> **SUPPLIED DATA**:
//! Closure-backed equations
//!
//! Two ways of describing an equation without writing a new type:
//!
//! - [`ClosureEquation`]: kernel, source and optional exact solution given
//!   as closures
//! - [`DegenerateKernel`]: K ≡ 0, so the equation collapses to u = f; the
//!   exact solution is the source itself

use crate::equation::IntegralEquation;

type Kernel = Box<dyn Fn(f64, f64) -> f64 + Send + Sync>;
type Function = Box<dyn Fn(f64) -> f64 + Send + Sync>;

// =================================================================================================
// Closure Equation
// =================================================================================================

/// Equation defined by closures
///
/// # Example
///
/// ```rust
/// use fredholm_rs::equation::IntegralEquation;
/// use fredholm_rs::models::ClosureEquation;
///
/// let equation = ClosureEquation::new(
///     "Half constant",
///     |_s, _t| 0.5,
///     |_s| 1.0,
/// )
/// .with_exact_solution(|_s| 2.0);
///
/// assert_eq!(equation.exact_solution(0.3), Some(2.0));
/// ```
pub struct ClosureEquation {
    name: String,
    kernel: Kernel,
    source: Function,
    exact: Option<Function>,
}

impl ClosureEquation {
    /// Create an equation from a kernel and a source term
    pub fn new<K, F>(name: impl Into<String>, kernel: K, source: F) -> Self
    where
        K: Fn(f64, f64) -> f64 + Send + Sync + 'static,
        F: Fn(f64) -> f64 + Send + Sync + 'static,
    {
        Self {
            name: name.into(),
            kernel: Box::new(kernel),
            source: Box::new(source),
            exact: None,
        }
    }

    /// Builder pattern: attach the exact solution
    pub fn with_exact_solution<U>(mut self, exact: U) -> Self
    where
        U: Fn(f64) -> f64 + Send + Sync + 'static,
    {
        self.exact = Some(Box::new(exact));
        self
    }
}

impl IntegralEquation for ClosureEquation {
    fn kernel(&self, s: f64, t: f64) -> f64 {
        (self.kernel)(s, t)
    }

    fn source(&self, s: f64) -> f64 {
        (self.source)(s)
    }

    fn exact_solution(&self, s: f64) -> Option<f64> {
        self.exact.as_ref().map(|u| u(s))
    }

    fn name(&self) -> &str {
        &self.name
    }
}

// =================================================================================================
// Degenerate Kernel
// =================================================================================================

/// K ≡ 0: the equation reduces to u = f
///
/// The linear system becomes x = μ and the approximation is the plain
/// quasi-interpolant of the source. Useful to check the functionals in
/// isolation from the kernel.
pub struct DegenerateKernel {
    source: Function,
}

impl DegenerateKernel {
    /// Create from the source term
    pub fn new<F>(source: F) -> Self
    where
        F: Fn(f64) -> f64 + Send + Sync + 'static,
    {
        Self { source: Box::new(source) }
    }
}

impl IntegralEquation for DegenerateKernel {
    fn kernel(&self, _s: f64, _t: f64) -> f64 {
        0.0
    }

    fn source(&self, s: f64) -> f64 {
        (self.source)(s)
    }

    fn exact_solution(&self, s: f64) -> Option<f64> {
        Some((self.source)(s))
    }

    fn name(&self) -> &str {
        "Degenerate Kernel"
    }

    fn description(&self) -> Option<&str> {
        Some("K(s,t) = 0, the solution equals the source term")
    }
}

> **WORK REQUEST**: What lines in the material mention "ClosureEquation"? Copy every one of them.

> **ANSWER**:
//! - [`ClosureEquation`]: kernel, source and optional exact solution given
/// use fredholm_rs::models::ClosureEquation;
/// let equation = ClosureEquation::new(
pub struct ClosureEquation {
impl ClosureEquation {
impl IntegralEquation for ClosureEquation {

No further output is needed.